Utah’s first two touchdowns against the Bears came by way of a couple of Reggies, on a 100-yard kickoff return by Reggie Dunn and on a 17-yard return of a fumble by Reggie Topps.

Thereafter, the Utes rolled, including another 100-yard Dunn kickoff return in the fourth quarter. They put together two first-half scoring drives where 15 of the 20 plays were rushes, and by the end of it, the count was 28-6. From there, they felt like winners again, also a rare occurrence, and essentially had their way.

The prospects of falling to 2-6, 0-5 in the Pac-12 apparently motivated Utah to the point where losing its fifth consecutive game was out of mind and out of the question. Playing a lousy Cal team at home helped — a lot.

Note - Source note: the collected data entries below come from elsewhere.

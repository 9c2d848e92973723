use axum::{
    extract::{Request, State},
    http::HeaderMap,
    middleware::Next,
    response::{IntoResponse, Response},
};
use tracing::warn;

use super::{extractors::AuthUser, guards::AccessPolicy, jwt::TokenError, repo_types::User};
use crate::{error::AuthError, state::AppState};

fn bearer_token(headers: &HeaderMap) -> Option<&str> {
    let value = headers
        .get(axum::http::header::AUTHORIZATION)?
        .to_str()
        .ok()?;
    let (scheme, token) = value.split_once(' ')?;
    let token = token.trim();
    (scheme.eq_ignore_ascii_case("bearer") && !token.is_empty()).then_some(token)
}

/// Resolves the request's bearer token to the live user record.
///
/// Every call reads the user from storage: the token alone cannot show
/// whether it was revoked.
pub async fn authenticate(state: &AppState, headers: &HeaderMap) -> Result<User, AuthError> {
    let token = bearer_token(headers).ok_or(AuthError::MissingCredentials)?;

    let payload = state.tokens.verify(token).map_err(|e| {
        match e {
            TokenError::Expired => warn!("rejected expired token"),
            TokenError::Malformed => warn!("rejected malformed token"),
        }
        AuthError::InvalidToken
    })?;

    let user = match state.users.get_user_by_id(payload.user_id).await? {
        Some(u) if u.token_version == payload.token_version => u,
        Some(u) => {
            warn!(
                user_id = u.id,
                token_version = payload.token_version,
                current_version = u.token_version,
                "rejected revoked token"
            );
            return Err(AuthError::Revoked);
        }
        None => {
            warn!(user_id = payload.user_id, "token for unknown user");
            return Err(AuthError::Revoked);
        }
    };
    Ok(user)
}

/// Middleware state: the app plus the policy guarding this group of routes.
#[derive(Clone)]
pub struct PolicyState {
    pub app: AppState,
    pub policy: AccessPolicy,
}

impl PolicyState {
    pub fn new(app: &AppState, policy: AccessPolicy) -> Self {
        Self {
            app: app.clone(),
            policy,
        }
    }
}

/// Authenticates, runs the guard pipeline, then exposes [`AuthUser`] to handlers.
pub async fn require(
    State(guarded): State<PolicyState>,
    mut request: Request,
    next: Next,
) -> Response {
    let user = match authenticate(&guarded.app, request.headers()).await {
        Ok(u) => u,
        Err(e) => return e.into_response(),
    };
    if let Err(e) = guarded.policy.evaluate(&user) {
        warn!(user_id = user.id, role = %user.role, reason = %e, "access denied");
        return e.into_response();
    }
    request.extensions_mut().insert(AuthUser(user));
    next.run(request).await
}

#[cfg(test)]
mod tests {
    use super::*;
    use crate::auth::repo_types::{NewUser, Role, UserUpdate};
    use axum::http::HeaderValue;

    fn headers_with(value: &str) -> HeaderMap {
        let mut h = HeaderMap::new();
        h.insert(
            axum::http::header::AUTHORIZATION,
            HeaderValue::from_str(value).unwrap(),
        );
        h
    }

    async fn seeded(role: Role, is_approved: bool) -> (AppState, User) {
        let state = AppState::fake();
        let user = state
            .users
            .create_user(NewUser {
                email: format!("{role}@shop.io"),
                password_hash: "x".into(),
                first_name: None,
                last_name: None,
                role,
                is_approved,
            })
            .await
            .unwrap();
        (state, user)
    }

    #[test]
    fn bearer_token_parsing() {
        assert_eq!(bearer_token(&headers_with("Bearer abc")), Some("abc"));
        assert_eq!(bearer_token(&headers_with("bearer abc")), Some("abc"));
        assert_eq!(bearer_token(&headers_with("Basic abc")), None);
        assert_eq!(bearer_token(&headers_with("Bearer ")), None);
        assert_eq!(bearer_token(&HeaderMap::new()), None);
    }

    #[tokio::test]
    async fn missing_header_is_missing_credentials() {
        let (state, _) = seeded(Role::Customer, true).await;
        let err = authenticate(&state, &HeaderMap::new()).await.unwrap_err();
        assert!(matches!(err, AuthError::MissingCredentials));
    }

    #[tokio::test]
    async fn garbage_token_is_invalid() {
        let (state, _) = seeded(Role::Customer, true).await;
        let err = authenticate(&state, &headers_with("Bearer nope"))
            .await
            .unwrap_err();
        assert!(matches!(err, AuthError::InvalidToken));
    }

    #[tokio::test]
    async fn valid_token_resolves_live_user() {
        let (state, user) = seeded(Role::Customer, true).await;
        let token = state.tokens.issue(&user).unwrap();
        let resolved = authenticate(&state, &headers_with(&format!("Bearer {token}")))
            .await
            .unwrap();
        assert_eq!(resolved.id, user.id);
    }

    #[tokio::test]
    async fn revoked_token_is_rejected_despite_valid_signature() {
        let (state, user) = seeded(Role::Customer, true).await;
        let token = state.tokens.issue(&user).unwrap();
        state.tokens.revoke(user.id).await.unwrap();

        assert!(state.tokens.verify(&token).is_ok());
        let err = authenticate(&state, &headers_with(&format!("Bearer {token}")))
            .await
            .unwrap_err();
        assert!(matches!(err, AuthError::Revoked));

        let fresh = state.users.get_user_by_id(user.id).await.unwrap().unwrap();
        let new_token = state.tokens.issue(&fresh).unwrap();
        assert!(authenticate(&state, &headers_with(&format!("Bearer {new_token}")))
            .await
            .is_ok());
    }

    #[tokio::test]
    async fn supplier_token_works_once_approved() {
        let (state, user) = seeded(Role::Supplier, false).await;
        let token = state.tokens.issue(&user).unwrap();
        let headers = headers_with(&format!("Bearer {token}"));
        let policy = AccessPolicy::authenticated();

        let live = authenticate(&state, &headers).await.unwrap();
        assert!(matches!(policy.evaluate(&live), Err(AuthError::PendingApproval)));

        state
            .users
            .update_user(
                user.id,
                UserUpdate {
                    is_approved: Some(true),
                    ..Default::default()
                },
            )
            .await
            .unwrap();
        let live = authenticate(&state, &headers).await.unwrap();
        assert!(policy.evaluate(&live).is_ok());
    }
}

Let’s say it all straight here: This game was a heaven-sent match between two teams that previously had played like hell. They deserved each other, and they needed one another. The Utes already had lost to USC, Oregon State and Arizona State, with UCLA mixed in. Anybody think they longed to see Oregon or Stanford line up across the way? Anybody think they wanted automatic defeat?

They’d had enough of that. They were more than happy to embrace victory, to turn away from the cold wind to face the Bears, who previously had dropped five games.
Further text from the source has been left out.